> [Aim of the task]: The lines wanted run from the first one below through the one with "fn scan_all_images(&self) ->". Return them exactly.

> [Material for this task]:
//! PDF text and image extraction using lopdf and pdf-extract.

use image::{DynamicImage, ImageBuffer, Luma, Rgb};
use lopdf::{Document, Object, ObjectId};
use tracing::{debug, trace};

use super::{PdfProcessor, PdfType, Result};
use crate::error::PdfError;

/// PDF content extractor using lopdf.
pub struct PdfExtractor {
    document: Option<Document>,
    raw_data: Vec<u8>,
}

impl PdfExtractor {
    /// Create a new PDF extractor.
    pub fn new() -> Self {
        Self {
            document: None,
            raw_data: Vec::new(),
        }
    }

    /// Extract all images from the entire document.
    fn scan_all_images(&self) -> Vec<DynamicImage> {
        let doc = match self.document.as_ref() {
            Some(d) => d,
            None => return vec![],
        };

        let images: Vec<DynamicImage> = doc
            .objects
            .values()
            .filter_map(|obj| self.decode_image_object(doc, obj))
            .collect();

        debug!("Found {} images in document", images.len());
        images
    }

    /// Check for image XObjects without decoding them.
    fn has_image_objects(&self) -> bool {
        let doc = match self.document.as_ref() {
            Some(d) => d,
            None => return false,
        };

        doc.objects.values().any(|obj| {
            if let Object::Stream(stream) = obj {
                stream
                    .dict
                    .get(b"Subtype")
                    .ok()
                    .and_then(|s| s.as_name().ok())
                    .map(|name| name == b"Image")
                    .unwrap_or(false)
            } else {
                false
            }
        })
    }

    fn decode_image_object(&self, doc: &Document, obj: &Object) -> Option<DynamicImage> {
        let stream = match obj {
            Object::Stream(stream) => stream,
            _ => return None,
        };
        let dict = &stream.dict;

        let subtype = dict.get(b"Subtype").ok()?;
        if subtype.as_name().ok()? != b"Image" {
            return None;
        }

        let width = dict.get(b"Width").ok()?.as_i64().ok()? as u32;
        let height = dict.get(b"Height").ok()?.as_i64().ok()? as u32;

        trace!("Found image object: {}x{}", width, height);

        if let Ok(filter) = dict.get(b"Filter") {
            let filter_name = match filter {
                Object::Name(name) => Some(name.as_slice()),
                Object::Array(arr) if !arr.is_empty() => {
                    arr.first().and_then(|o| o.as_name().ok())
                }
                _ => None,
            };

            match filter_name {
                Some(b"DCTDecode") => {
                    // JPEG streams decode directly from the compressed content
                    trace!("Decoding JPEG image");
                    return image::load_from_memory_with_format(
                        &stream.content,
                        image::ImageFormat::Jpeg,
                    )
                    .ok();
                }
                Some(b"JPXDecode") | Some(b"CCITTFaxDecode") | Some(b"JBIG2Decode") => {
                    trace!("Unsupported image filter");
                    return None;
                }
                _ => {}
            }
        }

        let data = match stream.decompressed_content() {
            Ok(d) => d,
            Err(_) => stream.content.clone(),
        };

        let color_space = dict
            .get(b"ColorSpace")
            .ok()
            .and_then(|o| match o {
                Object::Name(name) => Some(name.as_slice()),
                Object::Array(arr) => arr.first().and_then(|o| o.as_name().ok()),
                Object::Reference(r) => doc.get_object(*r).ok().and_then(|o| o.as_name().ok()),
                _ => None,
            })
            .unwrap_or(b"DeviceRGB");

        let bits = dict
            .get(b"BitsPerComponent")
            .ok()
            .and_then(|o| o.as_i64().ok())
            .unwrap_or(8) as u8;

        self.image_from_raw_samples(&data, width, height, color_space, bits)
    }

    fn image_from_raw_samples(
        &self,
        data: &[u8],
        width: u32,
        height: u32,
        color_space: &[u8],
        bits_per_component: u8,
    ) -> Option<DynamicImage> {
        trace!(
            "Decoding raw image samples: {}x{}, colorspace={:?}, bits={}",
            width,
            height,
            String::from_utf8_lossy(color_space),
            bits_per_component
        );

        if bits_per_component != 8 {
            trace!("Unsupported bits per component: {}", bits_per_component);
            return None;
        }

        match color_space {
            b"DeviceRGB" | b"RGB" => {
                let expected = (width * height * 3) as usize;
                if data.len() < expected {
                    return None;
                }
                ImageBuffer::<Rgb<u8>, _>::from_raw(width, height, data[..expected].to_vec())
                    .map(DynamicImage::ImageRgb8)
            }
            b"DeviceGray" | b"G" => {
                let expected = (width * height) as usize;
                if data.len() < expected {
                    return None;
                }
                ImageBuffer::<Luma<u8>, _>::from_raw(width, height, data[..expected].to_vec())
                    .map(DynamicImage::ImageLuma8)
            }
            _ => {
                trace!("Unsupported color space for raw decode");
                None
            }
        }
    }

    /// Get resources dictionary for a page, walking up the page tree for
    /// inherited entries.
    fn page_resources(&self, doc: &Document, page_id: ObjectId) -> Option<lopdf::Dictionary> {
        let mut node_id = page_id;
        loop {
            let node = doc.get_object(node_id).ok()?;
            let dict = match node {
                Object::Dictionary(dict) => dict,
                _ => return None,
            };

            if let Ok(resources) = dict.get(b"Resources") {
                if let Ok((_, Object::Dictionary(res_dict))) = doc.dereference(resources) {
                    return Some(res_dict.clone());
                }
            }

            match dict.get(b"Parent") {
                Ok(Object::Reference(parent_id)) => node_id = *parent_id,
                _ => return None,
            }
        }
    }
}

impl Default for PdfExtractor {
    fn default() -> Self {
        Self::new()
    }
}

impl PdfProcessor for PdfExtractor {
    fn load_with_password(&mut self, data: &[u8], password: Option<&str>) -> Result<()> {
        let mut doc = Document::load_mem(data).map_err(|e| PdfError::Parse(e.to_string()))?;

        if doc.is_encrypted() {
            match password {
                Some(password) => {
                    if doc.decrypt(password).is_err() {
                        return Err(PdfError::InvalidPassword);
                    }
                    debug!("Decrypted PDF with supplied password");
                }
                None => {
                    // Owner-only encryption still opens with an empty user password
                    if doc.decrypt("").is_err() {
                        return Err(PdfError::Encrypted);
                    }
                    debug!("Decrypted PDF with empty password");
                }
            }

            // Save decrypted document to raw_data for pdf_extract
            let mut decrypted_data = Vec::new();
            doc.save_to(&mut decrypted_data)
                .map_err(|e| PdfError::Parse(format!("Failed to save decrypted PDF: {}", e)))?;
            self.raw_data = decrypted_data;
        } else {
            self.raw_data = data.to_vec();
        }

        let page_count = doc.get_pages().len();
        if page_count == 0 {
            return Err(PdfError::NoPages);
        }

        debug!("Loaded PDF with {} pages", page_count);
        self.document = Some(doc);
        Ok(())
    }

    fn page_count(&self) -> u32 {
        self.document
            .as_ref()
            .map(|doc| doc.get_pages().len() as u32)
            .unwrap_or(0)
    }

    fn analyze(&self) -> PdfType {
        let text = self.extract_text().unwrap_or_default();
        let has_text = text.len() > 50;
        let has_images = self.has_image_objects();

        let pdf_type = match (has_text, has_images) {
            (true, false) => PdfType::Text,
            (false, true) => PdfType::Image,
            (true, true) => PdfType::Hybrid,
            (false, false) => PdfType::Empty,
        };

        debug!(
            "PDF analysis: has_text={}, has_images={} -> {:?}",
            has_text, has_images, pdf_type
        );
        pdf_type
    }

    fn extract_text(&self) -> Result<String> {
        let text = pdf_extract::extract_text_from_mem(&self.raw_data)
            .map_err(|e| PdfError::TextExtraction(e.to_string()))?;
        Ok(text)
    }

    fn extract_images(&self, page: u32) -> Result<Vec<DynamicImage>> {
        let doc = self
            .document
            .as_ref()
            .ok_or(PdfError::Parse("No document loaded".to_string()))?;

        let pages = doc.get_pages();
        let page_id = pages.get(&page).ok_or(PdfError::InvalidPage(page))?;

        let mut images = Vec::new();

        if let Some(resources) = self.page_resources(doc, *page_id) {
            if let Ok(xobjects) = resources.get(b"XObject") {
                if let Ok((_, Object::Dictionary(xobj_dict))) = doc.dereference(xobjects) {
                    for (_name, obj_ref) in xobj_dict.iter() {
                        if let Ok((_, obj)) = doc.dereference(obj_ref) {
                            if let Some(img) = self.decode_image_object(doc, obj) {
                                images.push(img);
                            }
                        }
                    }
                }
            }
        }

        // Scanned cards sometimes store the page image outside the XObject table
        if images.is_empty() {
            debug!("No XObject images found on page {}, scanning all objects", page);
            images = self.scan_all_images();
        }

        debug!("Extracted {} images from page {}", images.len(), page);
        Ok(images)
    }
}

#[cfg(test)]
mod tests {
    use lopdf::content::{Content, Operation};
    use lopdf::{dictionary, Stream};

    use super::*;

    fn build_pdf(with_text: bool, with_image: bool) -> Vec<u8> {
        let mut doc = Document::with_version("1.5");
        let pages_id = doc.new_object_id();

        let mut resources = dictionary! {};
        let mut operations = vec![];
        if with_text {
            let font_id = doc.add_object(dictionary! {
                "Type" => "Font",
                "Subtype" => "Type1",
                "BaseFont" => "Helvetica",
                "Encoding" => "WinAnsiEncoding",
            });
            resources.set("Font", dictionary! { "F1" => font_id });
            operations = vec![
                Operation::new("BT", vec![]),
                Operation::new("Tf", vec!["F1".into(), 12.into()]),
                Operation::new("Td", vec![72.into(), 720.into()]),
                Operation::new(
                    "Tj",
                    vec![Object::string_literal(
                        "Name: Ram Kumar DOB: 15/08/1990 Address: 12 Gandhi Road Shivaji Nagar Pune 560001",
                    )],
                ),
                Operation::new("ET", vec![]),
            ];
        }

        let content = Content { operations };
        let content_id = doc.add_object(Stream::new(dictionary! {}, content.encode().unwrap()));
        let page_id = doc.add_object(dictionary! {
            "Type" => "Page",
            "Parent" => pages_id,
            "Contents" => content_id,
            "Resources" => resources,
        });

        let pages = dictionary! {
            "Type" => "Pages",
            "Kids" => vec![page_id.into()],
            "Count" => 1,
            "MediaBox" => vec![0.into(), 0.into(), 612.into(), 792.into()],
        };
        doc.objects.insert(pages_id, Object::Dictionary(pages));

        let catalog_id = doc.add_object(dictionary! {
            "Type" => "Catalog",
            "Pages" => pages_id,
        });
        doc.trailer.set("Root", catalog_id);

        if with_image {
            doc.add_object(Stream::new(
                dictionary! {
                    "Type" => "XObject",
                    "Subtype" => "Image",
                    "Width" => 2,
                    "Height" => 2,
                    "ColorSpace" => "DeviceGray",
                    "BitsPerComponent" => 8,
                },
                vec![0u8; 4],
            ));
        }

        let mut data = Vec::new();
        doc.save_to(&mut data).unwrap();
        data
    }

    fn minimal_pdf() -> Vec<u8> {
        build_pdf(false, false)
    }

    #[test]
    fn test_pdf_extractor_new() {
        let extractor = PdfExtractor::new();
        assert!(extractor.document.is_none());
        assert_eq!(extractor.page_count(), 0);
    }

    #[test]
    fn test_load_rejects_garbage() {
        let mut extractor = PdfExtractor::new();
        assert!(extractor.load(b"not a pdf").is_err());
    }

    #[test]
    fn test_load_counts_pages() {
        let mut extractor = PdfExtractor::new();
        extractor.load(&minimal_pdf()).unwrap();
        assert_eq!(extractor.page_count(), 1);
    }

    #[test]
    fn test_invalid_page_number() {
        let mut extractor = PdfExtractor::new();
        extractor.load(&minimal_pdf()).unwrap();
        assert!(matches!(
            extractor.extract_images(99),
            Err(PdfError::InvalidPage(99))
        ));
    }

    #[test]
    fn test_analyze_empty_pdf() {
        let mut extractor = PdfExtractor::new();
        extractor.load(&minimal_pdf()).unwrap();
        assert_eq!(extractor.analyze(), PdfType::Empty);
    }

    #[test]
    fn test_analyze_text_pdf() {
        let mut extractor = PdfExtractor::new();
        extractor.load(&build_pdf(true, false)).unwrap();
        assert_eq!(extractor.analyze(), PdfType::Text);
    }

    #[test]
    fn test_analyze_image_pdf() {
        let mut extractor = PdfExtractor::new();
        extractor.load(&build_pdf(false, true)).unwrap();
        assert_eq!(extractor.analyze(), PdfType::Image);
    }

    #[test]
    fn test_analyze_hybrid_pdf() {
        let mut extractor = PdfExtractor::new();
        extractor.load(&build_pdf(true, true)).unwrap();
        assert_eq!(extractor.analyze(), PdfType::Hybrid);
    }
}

> [Result for this task]:
//! PDF text and image extraction using lopdf and pdf-extract.

use image::{DynamicImage, ImageBuffer, Luma, Rgb};
use lopdf::{Document, Object, ObjectId};
use tracing::{debug, trace};

use super::{PdfProcessor, PdfType, Result};
use crate::error::PdfError;

/// PDF content extractor using lopdf.
pub struct PdfExtractor {
    document: Option<Document>,
    raw_data: Vec<u8>,
}

impl PdfExtractor {
    /// Create a new PDF extractor.
    pub fn new() -> Self {
        Self {
            document: None,
            raw_data: Vec::new(),
        }
    }

    /// Extract all images from the entire document.
    fn scan_all_images(&self) -> Vec<DynamicImage> {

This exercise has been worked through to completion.